The file /etc/services on most Unix machines lists the port
assignments for that machine. For a complete list of port
assignments, read RFC (Request For Comments) 1700 "Assigned Numbers"
---------------------------------------------------------------------------
B-09. What is an anonymous remailer?
This FAQ answer was written by Raph Levien:
An anonymous remailer is a system on the Internet that allows you to
send e-mail or post messages to Usenet anonymously.
There are two sorts of remailers in widespread use. The first is the
anon.penet.fi style, the second is the cypherpunk style. The remailer
at anon.penet.fi is immensely popular, with over 160,000 users over its
lifetime, and probably tens of thousands of messages per day. Its main
advantage is that it's so easy to use. The cypherpunks mailers, which
provide much better security, are becoming more popular, however, as
there is more awareness of them.
The user of the anon.penet.fi system first needs to get an anonymous id.
This is done either by sending mail to somebody who already has one (for
example, by replying to a post on Usenet), or sending mail to
ping@anon.penet.fi. In either case, penet will mail back the new anon
id, which looks like an123456@anon.penet.fi. If an123456 then sends
mail to another user of the system, then this is what happens:
1. The mail is transported to anon.penet.fi, which resides somewhere in
the vicinity of Espoo, Finland.
2. These steps are carried out by software running on anon.penet.fi.
Penet first looks up the email address of the sender in its
database, then replaces it with the numeric code. All other
information about the sender is removed.
3. Then, penet looks up the number of the recipient in the same
database, and replaces it with the actual email address.
4. Finally, it sends the mail to the actual email address of the
recipient.
There are variations on this scheme, such as posting to Usenet (in which
step 3 is eliminated), but that's the basic idea.
Where anon.penet.fi uses a secret database to match anon id's to actual
email addresses, the cypherpunks remailers use cryptography to hide the
actual identities. Let's say I want to send email to a real email
address, or post it to Usenet, but keep my identity completely hidden.
To send it through one remailer, this is what happens.

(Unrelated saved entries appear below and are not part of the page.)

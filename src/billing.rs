//! Billing provider integration
//!
//! Outbound half of the billing loop: creates hosted checkout sessions with
//! the payment provider. The inbound half (webhooks mutating subscription
//! rows) lives in `routes::webhooks`; request-serving code never mutates
//! billing state directly.

use async_trait::async_trait;
use serde::{Deserialize, Serialize};
use thiserror::Error;

use crate::config::BillingConfig;

#[derive(Debug, Error)]
pub enum BillingError {
    #[error("request failed: {0}")]
    Request(#[from] reqwest::Error),

    #[error("provider returned {status}: {body}")]
    Api { status: u16, body: String },

    #[error("provider returned a malformed response")]
    MalformedResponse,

    #[error("billing is not configured: {0}")]
    NotConfigured(String),
}

/// Inputs for one hosted checkout session.
#[derive(Debug, Clone)]
pub struct CheckoutSessionRequest {
    /// Amount in minor units (cents).
    pub amount_cents: u64,
    pub currency: String,
    pub customer_email: String,
    pub success_url: String,
    pub cancel_url: String,
    /// Carried as session metadata so the webhook can attribute the
    /// resulting subscription to a local account.
    pub user_id: String,
    pub plan: String,
}

/// A created checkout session: the id and the hosted payment page URL.
#[derive(Debug, Clone, Serialize, Deserialize)]
pub struct CheckoutSession {
    pub id: String,
    pub url: String,
}

/// Checkout seam. The HTTP implementation talks to the real provider; tests
/// swap in a canned one.
#[async_trait]
pub trait CheckoutProvider: Send + Sync {
    async fn create_session(
        &self,
        request: CheckoutSessionRequest,
    ) -> Result<CheckoutSession, BillingError>;
}

/// Checkout provider backed by the payment provider's HTTP API.
pub struct HttpCheckoutProvider {
    client: reqwest::Client,
    api_base: String,
    api_key: String,
}

impl HttpCheckoutProvider {
    pub fn new(config: &BillingConfig) -> Self {
        Self {
            client: reqwest::Client::new(),
            api_base: config.api_base.trim_end_matches('/').to_string(),
            api_key: config.api_key.clone(),
        }
    }
}

#[async_trait]
impl CheckoutProvider for HttpCheckoutProvider {
    async fn create_session(
        &self,
        request: CheckoutSessionRequest,
    ) -> Result<CheckoutSession, BillingError> {
        if self.api_key.is_empty() {
            return Err(BillingError::NotConfigured(
                "BILLING_API_KEY is not set".to_string(),
            ));
        }

        let url = format!("{}/checkout/sessions", self.api_base);
        let body = serde_json::json!({
            "amount": request.amount_cents,
            "currency": request.currency,
            "customer_email": request.customer_email,
            "success_url": request.success_url,
            "cancel_url": request.cancel_url,
            "metadata": {
                "user_id": request.user_id,
                "plan": request.plan,
            },
        });

        let response = self
            .client
            .post(&url)
            .bearer_auth(&self.api_key)
            .json(&body)
            .send()
            .await?;

        if !response.status().is_success() {
            let status = response.status().as_u16();
            let body = response.text().await.unwrap_or_default();
            return Err(BillingError::Api { status, body });
        }

        let payload: serde_json::Value = response.json().await?;

        let id = payload["id"].as_str();
        let session_url = payload["url"].as_str();
        match (id, session_url) {
            (Some(id), Some(url)) => Ok(CheckoutSession {
                id: id.to_string(),
                url: url.to_string(),
            }),
            _ => Err(BillingError::MalformedResponse),
        }
    }
}
//! Billing provider webhooks
//!
//! The only code path that mutates subscription and payment rows. Every
//! request must carry a valid HMAC-SHA256 signature over the raw body.

use axum::{extract::State, http::HeaderMap, routing::post, Json, Router};
use hmac::{Hmac, Mac};
use serde::Deserialize;
use serde_json::json;
use sha2::Sha256;
use sqlx::SqlitePool;

use crate::db::{PaymentRepository, SubscriptionRepository, SubscriptionUpdate};
use crate::error::{AppError, Result};
use crate::state::AppState;

const SIGNATURE_HEADER: &str = "x-webhook-signature";

#[derive(Debug, Deserialize)]
pub struct WebhookEvent {
    #[serde(rename = "type")]
    pub kind: String,
    pub data: serde_json::Value,
}

#[derive(Debug, Deserialize)]
struct SubscriptionPayload {
    id: String,
    user_id: String,
    customer_id: Option<String>,
    #[serde(default)]
    plan: String,
    status: Option<String>,
    current_period_start: Option<String>,
    current_period_end: Option<String>,
    #[serde(default)]
    cancel_at_period_end: bool,
}

#[derive(Debug, Deserialize)]
struct PaymentPayload {
    id: Option<String>,
    checkout_id: Option<String>,
    /// Amount in minor units (cents).
    amount: i64,
    currency: Option<String>,
}

pub fn router() -> Router<AppState> {
    Router::new().route("/billing", post(billing_webhook))
}

async fn billing_webhook(
    State(state): State<AppState>,
    headers: HeaderMap,
    body: String,
) -> Result<Json<serde_json::Value>> {
    let secret = &state.config().billing.webhook_secret;
    let signature = headers
        .get(SIGNATURE_HEADER)
        .and_then(|v| v.to_str().ok())
        .ok_or_else(|| AppError::Unauthorized("missing webhook signature".to_string()))?;

    if !verify_signature(secret, body.as_bytes(), signature) {
        return Err(AppError::Unauthorized("invalid webhook signature".to_string()));
    }

    let event: WebhookEvent = serde_json::from_str(&body)
        .map_err(|e| AppError::BadRequest(format!("malformed webhook payload: {e}")))?;

    apply_event(state.db(), &event).await?;

    Ok(Json(json!({ "received": true })))
}

/// HMAC-SHA256 over the raw body, hex-encoded.
///
/// An unconfigured (empty) secret rejects every delivery; anyone can compute
/// an HMAC under the empty key.
fn verify_signature(secret: &str, body: &[u8], provided_hex: &str) -> bool {
    if secret.is_empty() {
        return false;
    }
    let Ok(mut mac) = Hmac::<Sha256>::new_from_slice(secret.as_bytes()) else {
        return false;
    };
    mac.update(body);

    let Ok(provided) = hex::decode(provided_hex) else {
        return false;
    };
    mac.verify_slice(&provided).is_ok()
}

/// Dispatch one verified event against the database. Unknown event types are
/// acknowledged without effect.
pub async fn apply_event(pool: &SqlitePool, event: &WebhookEvent) -> Result<()> {
    match event.kind.as_str() {
        "payment.succeeded" | "payment.failed" => {
            let payload: PaymentPayload = serde_json::from_value(event.data.clone())
                .map_err(|e| AppError::BadRequest(format!("malformed payment data: {e}")))?;

            let status = if event.kind == "payment.succeeded" {
                "succeeded"
            } else {
                "failed"
            };
            PaymentRepository::new(pool)
                .insert(
                    payload.id.as_deref(),
                    payload.checkout_id.as_deref(),
                    payload.amount as f64 / 100.0,
                    payload.currency.as_deref().unwrap_or("USD"),
                    status,
                )
                .await?;
        }
        "subscription.created" => {
            let payload: SubscriptionPayload = serde_json::from_value(event.data.clone())
                .map_err(|e| AppError::BadRequest(format!("malformed subscription data: {e}")))?;

            SubscriptionRepository::new(pool)
                .upsert_by_provider_id(
                    &payload.id,
                    &payload.user_id,
                    payload.customer_id.as_deref(),
                    &payload.plan,
                    &update_from(&payload),
                )
                .await?;
            tracing::info!(user_id = %payload.user_id, plan = %payload.plan, "subscription created");
        }
        "subscription.updated" => {
            let payload: SubscriptionPayload = serde_json::from_value(event.data.clone())
                .map_err(|e| AppError::BadRequest(format!("malformed subscription data: {e}")))?;

            let found = SubscriptionRepository::new(pool)
                .update_by_provider_id(&payload.id, &update_from(&payload))
                .await?;
            if !found {
                tracing::warn!(provider_subscription_id = %payload.id, "update for unknown subscription");
            }
        }
        "subscription.canceled" => {
            let payload: SubscriptionPayload = serde_json::from_value(event.data.clone())
                .map_err(|e| AppError::BadRequest(format!("malformed subscription data: {e}")))?;

            SubscriptionRepository::new(pool)
                .cancel_by_provider_id(&payload.id)
                .await?;
            tracing::info!(user_id = %payload.user_id, "subscription canceled");
        }
        other => {
            tracing::info!(kind = %other, "ignoring unhandled webhook event");
        }
    }

    Ok(())
}

fn update_from(payload: &SubscriptionPayload) -> SubscriptionUpdate {
    SubscriptionUpdate {
        status: payload.status.clone().unwrap_or_else(|| "active".to_string()),
        current_period_start: payload.current_period_start.clone(),
        current_period_end: payload.current_period_end.clone(),
        cancel_at_period_end: payload.cancel_at_period_end,
    }
}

1. I encrypt the message and the recipient's address, using the public
key of the remailer of my choice.
2. I send the email to the remailer.
3. When the remailer gets the mail, it decrypts it using its private
key, revealing as plaintext the message and the recipient's address.

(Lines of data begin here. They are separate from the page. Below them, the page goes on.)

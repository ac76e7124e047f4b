//! Plan tiers and their limits

use std::collections::HashMap;

use serde::{Deserialize, Serialize};

const MB: u64 = 1024 * 1024;

/// A metered action type.
///
/// Shared by the ledger, the limits table and the recording call so that an
/// invalid capability is a compile error rather than a silently miscounted
/// string key.
#[derive(Debug, Clone, Copy, PartialEq, Eq, Hash, Serialize, Deserialize)]
#[serde(rename_all = "lowercase")]
pub enum Capability {
    Summary,
    Chat,
}

impl Capability {
    /// Stable string form used as the database discriminator.
    pub fn as_str(&self) -> &'static str {
        match self {
            Capability::Summary => "summary",
            Capability::Chat => "chat",
        }
    }

    /// Human-readable noun for denial messages.
    pub fn noun(&self) -> &'static str {
        match self {
            Capability::Summary => "summary",
            Capability::Chat => "chat",
        }
    }
}

/// Subscription plan tier.
#[derive(Debug, Clone, Copy, PartialEq, Eq, Hash, Serialize, Deserialize)]
#[serde(rename_all = "lowercase")]
pub enum PlanTier {
    Free,
    Starter,
    Standard,
    Premium,
}

impl PlanTier {
    /// Parse a tier from its persisted string form.
    ///
    /// An unrecognized tier falls back to `Free` so a stale or garbled
    /// subscription row never grants more than the free plan.
    pub fn from_db(value: &str) -> Self {
        match value {
            "starter" => PlanTier::Starter,
            "standard" => PlanTier::Standard,
            "premium" => PlanTier::Premium,
            _ => PlanTier::Free,
        }
    }

    pub fn as_str(&self) -> &'static str {
        match self {
            PlanTier::Free => "free",
            PlanTier::Starter => "starter",
            PlanTier::Standard => "standard",
            PlanTier::Premium => "premium",
        }
    }
}

/// A per-capability quota, either a finite count or unbounded.
#[derive(Debug, Clone, Copy, PartialEq, Eq)]
pub enum QuotaLimit {
    Limited(u32),
    Unlimited,
}

impl QuotaLimit {
    pub fn is_unlimited(&self) -> bool {
        matches!(self, QuotaLimit::Unlimited)
    }

    /// Finite value, or `None` for unlimited (serialized as JSON null).
    pub fn value(&self) -> Option<u32> {
        match self {
            QuotaLimit::Limited(n) => Some(*n),
            QuotaLimit::Unlimited => None,
        }
    }
}

/// The time range over which usage events are summed for quota purposes.
///
/// This is an explicit attribute of the plan, never inferred from the tier
/// name, so adding a new tier cannot silently pick the wrong window.
#[derive(Debug, Clone, Copy, PartialEq, Eq)]
pub enum CountingWindow {
    /// All events ever recorded for the user count.
    Lifetime,
    /// Only events since the first of the current calendar month count.
    Monthly,
}

/// Limits attached to one plan tier.
#[derive(Debug, Clone, Copy)]
pub struct PlanLimits {
    pub max_file_size: u64,
    pub max_summaries: QuotaLimit,
    pub max_chats: QuotaLimit,
    pub window: CountingWindow,
}

impl PlanLimits {
    pub fn capability_limit(&self, capability: Capability) -> QuotaLimit {
        match capability {
            Capability::Summary => self.max_summaries,
            Capability::Chat => self.max_chats,
        }
    }
}

/// Immutable tier → limits table.
#[derive(Debug, Clone)]
pub struct PlanTable {
    limits: HashMap<PlanTier, PlanLimits>,
}

impl PlanTable {
    pub fn new(limits: HashMap<PlanTier, PlanLimits>) -> Self {
        Self { limits }
    }

    /// The production plan catalog.
    pub fn production() -> Self {
        let mut limits = HashMap::new();
        limits.insert(
            PlanTier::Free,
            PlanLimits {
                max_file_size: 50 * MB,
                max_summaries: QuotaLimit::Limited(1),
                max_chats: QuotaLimit::Limited(3),
                window: CountingWindow::Lifetime,
            },
        );
        limits.insert(
            PlanTier::Starter,
            PlanLimits {
                max_file_size: 100 * MB,
                max_summaries: QuotaLimit::Limited(10),
                max_chats: QuotaLimit::Limited(50),
                window: CountingWindow::Monthly,
            },
        );
        limits.insert(
            PlanTier::Standard,
            PlanLimits {
                max_file_size: 200 * MB,
                max_summaries: QuotaLimit::Unlimited,
                max_chats: QuotaLimit::Unlimited,
                window: CountingWindow::Monthly,
            },
        );
        limits.insert(
            PlanTier::Premium,
            PlanLimits {
                max_file_size: 500 * MB,
                max_summaries: QuotaLimit::Unlimited,
                max_chats: QuotaLimit::Unlimited,
                window: CountingWindow::Monthly,
            },
        );
        Self { limits }
    }

    /// Limits for a tier, falling back to the free tier's limits if the tier
    /// has no row.
    pub fn limits(&self, tier: PlanTier) -> PlanLimits {
        self.limits
            .get(&tier)
            .or_else(|| self.limits.get(&PlanTier::Free))
            .copied()
            .unwrap_or(PlanLimits {
                max_file_size: 0,
                max_summaries: QuotaLimit::Limited(0),
                max_chats: QuotaLimit::Limited(0),
                window: CountingWindow::Lifetime,
            })
    }

    /// Largest file size any tier admits, used for the HTTP body limit.
    pub fn max_file_size_any_tier(&self) -> u64 {
        self.limits
            .values()
            .map(|l| l.max_file_size)
            .max()
            .unwrap_or(0)
    }
}

impl Default for PlanTable {
    fn default() -> Self {
        Self::production()
    }
}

4. All information about the sender is removed.
5. Finally, it sends it to the recipient's email address.
If one trusts the remailer operator, this is good enough. However, the
whole point of the cypherpunks remailers is that you don't _have_ to
trust any one individual or system. So, people who want real security
use a chain of remailers. If any one remailer on the "chain" is honest,
then the privacy of the message is assured.
To use a chain of remailers, I first have to prepare the message, which
is nestled within multiple layers of encryption, like a Russian
matryoshka doll. Preparing such a message is tedious and error prone,
so many people use an automated tool such as my premail package.
Anyway, after preparing the message, it is sent to the first remailer in
the chain, which corresponds to the outermost layer of encryption. Each
remailer strips off one layer of encryption and sends the message to the
next, until it reaches the final remailer. At this point, only the
innermost layer of encryption remains. This layer is stripped off,
revealing the plaintext message and recipient for the first time. At
this point, the message is sent to its actual recipient.
Remailers exist in many locations. A typical message might go through
Canada, Holland, Berkeley, and Finland before ending up at its final
location.
Aside from the difficulty of preparing all the encrypted messages,
another drawback of the cypherpunk remailers is that they don't easily
allow responses to anonymous mail. All information about the sender is
stripped away, including any kind of return address. However the new
alias servers promise to change that. To use an alias server, one
creates a new email address (mine is raph@alpha.c2.org). Mail sent to
this new address will be untraceably forwarded to one's real address.
To set this up, one first encrypts one's own email address with multiple
layers of encryption. Then, using an encrypted channel, one sends the
encrypted address to the alias server, along with the nickname that one
would like. The alias server registers the encrypted address in the
database. The alias server then handles reply mail in much the same way
as anon.penet.fi, except that the mail is forwarded to the chain of
anonymous remailers.
For maximum security, the user can arrange it so that, at each link in
the chain, the remailer adds another layer of encryption to the message
while removing one layer from the email address. When the user finally
gets the email, it is encrypted in multiple layers. The matryoshka has
to be opened one doll at a time until the plaintext message hidden
inside is revealed.
One other point is that the remailers must be reliable in order for all
this to work. This is especially true when a chain of remailers is used
-- if any one of the remailers is not working, then the message will be
dropped. This is why I maintain a list of reliable remailers. By
choosing reliable remailers to start with, there is a good chance the
message will finally get there.
---------------------------------------------------------------------------
B-10. What are the addresses of some anonymous remailers?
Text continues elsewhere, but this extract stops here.